• PROMPT:
If a line below includes the string "inside", copy it.

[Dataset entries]
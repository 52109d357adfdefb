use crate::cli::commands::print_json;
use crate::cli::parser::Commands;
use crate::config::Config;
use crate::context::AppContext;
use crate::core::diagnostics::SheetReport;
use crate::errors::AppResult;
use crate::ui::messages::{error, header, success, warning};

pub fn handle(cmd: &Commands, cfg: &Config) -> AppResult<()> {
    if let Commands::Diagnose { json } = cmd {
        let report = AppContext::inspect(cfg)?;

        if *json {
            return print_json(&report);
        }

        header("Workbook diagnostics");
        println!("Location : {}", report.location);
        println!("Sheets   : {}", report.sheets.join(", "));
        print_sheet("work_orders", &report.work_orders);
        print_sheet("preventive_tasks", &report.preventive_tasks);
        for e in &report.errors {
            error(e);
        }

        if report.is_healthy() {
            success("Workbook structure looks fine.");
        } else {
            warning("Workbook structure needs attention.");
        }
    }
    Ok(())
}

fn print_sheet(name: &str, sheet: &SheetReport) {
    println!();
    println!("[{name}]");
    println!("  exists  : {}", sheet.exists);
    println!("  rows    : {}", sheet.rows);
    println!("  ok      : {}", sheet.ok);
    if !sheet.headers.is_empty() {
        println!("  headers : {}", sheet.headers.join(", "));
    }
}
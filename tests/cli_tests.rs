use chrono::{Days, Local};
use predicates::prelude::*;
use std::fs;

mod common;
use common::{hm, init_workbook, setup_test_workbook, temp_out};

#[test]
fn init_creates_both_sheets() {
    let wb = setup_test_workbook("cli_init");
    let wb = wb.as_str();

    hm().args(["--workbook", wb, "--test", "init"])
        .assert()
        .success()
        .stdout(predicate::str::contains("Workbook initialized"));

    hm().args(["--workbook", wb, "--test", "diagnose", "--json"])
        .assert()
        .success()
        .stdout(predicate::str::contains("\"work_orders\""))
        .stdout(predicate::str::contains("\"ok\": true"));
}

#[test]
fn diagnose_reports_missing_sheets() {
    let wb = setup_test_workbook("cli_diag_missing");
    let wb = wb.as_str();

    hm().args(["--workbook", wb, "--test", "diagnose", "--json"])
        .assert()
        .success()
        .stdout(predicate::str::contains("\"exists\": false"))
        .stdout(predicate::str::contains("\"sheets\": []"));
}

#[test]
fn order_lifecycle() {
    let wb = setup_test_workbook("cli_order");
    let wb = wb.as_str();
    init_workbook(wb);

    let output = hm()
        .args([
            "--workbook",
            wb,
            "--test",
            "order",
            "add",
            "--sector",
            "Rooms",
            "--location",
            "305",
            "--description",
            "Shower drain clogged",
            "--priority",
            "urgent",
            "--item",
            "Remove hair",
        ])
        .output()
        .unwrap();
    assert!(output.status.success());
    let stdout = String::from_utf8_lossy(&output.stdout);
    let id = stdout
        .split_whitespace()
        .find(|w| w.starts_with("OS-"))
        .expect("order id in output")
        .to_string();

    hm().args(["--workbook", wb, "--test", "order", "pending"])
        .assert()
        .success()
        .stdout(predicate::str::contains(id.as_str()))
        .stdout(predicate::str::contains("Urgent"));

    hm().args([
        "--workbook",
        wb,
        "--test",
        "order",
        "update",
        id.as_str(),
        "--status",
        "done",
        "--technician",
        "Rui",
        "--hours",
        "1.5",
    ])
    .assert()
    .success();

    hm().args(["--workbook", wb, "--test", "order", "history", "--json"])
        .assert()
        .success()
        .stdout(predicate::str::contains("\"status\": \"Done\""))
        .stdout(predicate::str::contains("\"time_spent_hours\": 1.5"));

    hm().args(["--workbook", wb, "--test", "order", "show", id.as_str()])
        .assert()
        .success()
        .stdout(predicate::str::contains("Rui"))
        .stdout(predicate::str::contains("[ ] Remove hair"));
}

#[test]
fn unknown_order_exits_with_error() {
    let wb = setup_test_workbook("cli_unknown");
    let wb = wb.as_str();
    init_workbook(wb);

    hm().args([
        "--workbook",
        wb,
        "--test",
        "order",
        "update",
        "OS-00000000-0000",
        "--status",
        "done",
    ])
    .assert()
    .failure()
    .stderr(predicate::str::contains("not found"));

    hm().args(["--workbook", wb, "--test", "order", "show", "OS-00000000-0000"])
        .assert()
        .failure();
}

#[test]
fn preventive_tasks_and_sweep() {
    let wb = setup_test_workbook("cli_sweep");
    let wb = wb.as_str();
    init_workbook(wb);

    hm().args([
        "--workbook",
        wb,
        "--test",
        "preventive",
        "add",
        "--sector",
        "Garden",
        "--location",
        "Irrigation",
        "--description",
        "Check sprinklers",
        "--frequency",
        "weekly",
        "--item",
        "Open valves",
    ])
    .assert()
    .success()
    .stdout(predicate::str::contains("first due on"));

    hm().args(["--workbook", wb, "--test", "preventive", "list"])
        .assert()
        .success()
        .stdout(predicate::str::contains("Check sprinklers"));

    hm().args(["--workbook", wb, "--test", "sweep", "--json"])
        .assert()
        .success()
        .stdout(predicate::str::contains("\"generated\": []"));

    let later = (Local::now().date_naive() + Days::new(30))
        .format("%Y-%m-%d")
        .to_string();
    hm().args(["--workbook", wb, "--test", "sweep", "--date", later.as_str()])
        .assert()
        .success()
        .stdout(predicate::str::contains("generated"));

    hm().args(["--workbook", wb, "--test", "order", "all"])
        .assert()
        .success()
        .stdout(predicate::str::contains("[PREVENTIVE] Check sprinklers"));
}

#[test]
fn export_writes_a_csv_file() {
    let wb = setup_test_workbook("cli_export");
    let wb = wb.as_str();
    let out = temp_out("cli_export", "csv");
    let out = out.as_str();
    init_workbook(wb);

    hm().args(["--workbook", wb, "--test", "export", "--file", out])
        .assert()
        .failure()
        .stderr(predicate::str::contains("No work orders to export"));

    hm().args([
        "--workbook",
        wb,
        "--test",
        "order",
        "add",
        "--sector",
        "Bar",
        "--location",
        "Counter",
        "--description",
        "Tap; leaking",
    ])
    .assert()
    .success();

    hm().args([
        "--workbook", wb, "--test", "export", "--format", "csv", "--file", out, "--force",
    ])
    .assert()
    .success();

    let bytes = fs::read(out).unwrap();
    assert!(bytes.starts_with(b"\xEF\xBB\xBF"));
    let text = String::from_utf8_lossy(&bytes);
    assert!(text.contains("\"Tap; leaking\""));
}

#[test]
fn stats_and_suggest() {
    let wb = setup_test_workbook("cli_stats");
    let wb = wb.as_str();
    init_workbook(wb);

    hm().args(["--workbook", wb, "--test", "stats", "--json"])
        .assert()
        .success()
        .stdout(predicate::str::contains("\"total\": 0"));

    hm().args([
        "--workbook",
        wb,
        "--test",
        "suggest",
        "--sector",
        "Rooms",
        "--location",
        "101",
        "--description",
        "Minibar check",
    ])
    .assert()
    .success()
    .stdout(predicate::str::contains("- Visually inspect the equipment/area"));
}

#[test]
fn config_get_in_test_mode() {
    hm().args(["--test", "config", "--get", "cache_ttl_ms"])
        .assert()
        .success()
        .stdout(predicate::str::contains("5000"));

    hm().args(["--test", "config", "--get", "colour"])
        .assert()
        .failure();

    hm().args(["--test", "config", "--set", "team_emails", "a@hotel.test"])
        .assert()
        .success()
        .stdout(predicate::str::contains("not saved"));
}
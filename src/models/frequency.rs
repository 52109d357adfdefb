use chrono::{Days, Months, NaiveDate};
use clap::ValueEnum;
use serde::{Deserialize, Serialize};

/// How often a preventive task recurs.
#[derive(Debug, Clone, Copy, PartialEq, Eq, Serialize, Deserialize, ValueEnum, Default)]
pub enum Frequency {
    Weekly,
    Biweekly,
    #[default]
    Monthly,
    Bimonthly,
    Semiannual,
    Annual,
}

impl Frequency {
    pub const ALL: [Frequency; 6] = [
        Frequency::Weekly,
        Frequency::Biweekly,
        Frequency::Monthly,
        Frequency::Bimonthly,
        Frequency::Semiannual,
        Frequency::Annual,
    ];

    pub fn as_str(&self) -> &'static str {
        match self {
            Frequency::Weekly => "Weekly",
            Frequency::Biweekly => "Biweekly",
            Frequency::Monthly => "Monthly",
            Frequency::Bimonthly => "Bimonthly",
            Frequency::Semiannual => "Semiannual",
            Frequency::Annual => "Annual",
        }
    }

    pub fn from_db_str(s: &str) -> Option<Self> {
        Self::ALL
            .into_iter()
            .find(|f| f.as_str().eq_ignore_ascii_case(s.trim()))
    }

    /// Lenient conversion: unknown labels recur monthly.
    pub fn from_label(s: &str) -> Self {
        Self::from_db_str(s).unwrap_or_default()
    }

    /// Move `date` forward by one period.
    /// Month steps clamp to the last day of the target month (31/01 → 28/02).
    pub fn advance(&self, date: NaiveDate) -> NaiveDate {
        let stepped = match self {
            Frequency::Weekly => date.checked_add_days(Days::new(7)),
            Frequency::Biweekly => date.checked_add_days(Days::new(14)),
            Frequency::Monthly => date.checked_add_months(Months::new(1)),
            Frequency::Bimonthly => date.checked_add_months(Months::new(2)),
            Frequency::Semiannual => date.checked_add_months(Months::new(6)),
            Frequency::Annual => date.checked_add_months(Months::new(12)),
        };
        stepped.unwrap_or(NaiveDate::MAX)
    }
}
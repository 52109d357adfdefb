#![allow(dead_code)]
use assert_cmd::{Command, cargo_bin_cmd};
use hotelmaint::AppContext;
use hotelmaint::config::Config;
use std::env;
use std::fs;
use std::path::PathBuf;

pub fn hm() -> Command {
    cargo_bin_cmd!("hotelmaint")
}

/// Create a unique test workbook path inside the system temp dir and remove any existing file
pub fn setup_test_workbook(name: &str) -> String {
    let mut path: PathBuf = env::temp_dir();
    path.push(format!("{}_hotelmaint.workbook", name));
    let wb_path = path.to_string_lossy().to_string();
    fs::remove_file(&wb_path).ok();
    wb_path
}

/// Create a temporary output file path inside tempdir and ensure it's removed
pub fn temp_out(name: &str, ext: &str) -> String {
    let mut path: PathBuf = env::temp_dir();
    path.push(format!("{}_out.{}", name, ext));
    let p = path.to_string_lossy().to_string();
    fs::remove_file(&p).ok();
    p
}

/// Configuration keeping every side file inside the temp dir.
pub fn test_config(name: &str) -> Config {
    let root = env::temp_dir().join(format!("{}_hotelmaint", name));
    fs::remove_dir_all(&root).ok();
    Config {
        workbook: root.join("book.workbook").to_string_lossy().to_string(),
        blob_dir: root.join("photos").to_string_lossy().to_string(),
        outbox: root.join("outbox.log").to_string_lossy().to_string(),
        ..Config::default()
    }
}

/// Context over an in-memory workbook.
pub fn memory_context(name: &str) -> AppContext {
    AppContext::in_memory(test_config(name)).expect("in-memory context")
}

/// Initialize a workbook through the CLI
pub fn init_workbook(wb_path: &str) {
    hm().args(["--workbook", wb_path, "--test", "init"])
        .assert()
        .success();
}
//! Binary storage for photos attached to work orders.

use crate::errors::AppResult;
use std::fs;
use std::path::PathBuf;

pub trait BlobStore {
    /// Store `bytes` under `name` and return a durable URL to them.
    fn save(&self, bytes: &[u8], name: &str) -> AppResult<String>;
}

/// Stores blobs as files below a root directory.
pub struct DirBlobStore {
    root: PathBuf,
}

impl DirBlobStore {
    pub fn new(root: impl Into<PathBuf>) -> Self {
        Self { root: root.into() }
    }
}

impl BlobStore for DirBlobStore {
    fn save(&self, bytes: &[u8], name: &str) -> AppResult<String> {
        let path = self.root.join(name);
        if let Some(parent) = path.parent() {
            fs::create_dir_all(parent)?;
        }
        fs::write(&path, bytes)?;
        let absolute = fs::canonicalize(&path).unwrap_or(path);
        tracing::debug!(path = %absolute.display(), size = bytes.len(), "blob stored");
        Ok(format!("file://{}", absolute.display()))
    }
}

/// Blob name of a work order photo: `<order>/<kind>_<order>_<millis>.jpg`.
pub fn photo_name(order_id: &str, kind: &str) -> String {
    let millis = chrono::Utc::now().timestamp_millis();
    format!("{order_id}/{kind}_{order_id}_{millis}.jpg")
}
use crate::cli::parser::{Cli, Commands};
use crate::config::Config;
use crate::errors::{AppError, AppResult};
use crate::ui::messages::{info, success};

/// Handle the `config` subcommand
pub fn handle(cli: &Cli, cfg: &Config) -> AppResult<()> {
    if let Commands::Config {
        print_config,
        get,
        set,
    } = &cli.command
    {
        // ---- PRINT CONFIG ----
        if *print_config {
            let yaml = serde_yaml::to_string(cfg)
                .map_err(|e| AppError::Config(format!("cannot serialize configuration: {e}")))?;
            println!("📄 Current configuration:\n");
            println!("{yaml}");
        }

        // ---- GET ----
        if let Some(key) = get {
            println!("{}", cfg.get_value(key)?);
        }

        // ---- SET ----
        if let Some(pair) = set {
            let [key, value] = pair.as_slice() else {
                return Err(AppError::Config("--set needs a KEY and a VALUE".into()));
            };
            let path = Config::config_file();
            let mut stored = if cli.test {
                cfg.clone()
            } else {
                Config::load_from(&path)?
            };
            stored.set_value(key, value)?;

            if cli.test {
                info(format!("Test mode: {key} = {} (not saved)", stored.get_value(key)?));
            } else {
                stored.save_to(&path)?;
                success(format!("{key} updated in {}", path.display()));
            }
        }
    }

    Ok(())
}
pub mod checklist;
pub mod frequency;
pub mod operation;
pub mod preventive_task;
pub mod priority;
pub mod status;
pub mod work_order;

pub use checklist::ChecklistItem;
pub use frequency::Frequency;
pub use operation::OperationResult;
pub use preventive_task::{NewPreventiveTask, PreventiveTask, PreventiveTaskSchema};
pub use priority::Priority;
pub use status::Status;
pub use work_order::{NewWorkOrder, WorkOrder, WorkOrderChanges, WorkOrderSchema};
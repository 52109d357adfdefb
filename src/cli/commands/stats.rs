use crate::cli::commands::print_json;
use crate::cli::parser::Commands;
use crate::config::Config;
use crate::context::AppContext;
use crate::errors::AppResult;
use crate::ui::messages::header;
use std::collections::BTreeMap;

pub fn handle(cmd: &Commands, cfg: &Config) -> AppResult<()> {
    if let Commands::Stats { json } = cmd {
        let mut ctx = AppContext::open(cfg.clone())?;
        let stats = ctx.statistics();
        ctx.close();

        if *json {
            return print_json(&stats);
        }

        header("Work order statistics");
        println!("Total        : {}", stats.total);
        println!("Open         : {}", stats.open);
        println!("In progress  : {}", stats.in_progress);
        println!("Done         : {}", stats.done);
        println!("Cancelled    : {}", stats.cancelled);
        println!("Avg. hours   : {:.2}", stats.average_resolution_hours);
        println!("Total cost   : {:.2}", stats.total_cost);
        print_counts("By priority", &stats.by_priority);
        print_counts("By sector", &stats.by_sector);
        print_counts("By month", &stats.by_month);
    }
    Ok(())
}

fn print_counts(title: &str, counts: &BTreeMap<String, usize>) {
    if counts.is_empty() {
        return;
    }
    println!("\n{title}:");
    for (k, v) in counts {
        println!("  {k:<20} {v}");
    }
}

• RESULT:
/// Create a unique test workbook path inside the system temp dir and remove any existing file
/// Create a temporary output file path inside tempdir and ensure it's removed
/// Configuration keeping every side file inside the temp dir.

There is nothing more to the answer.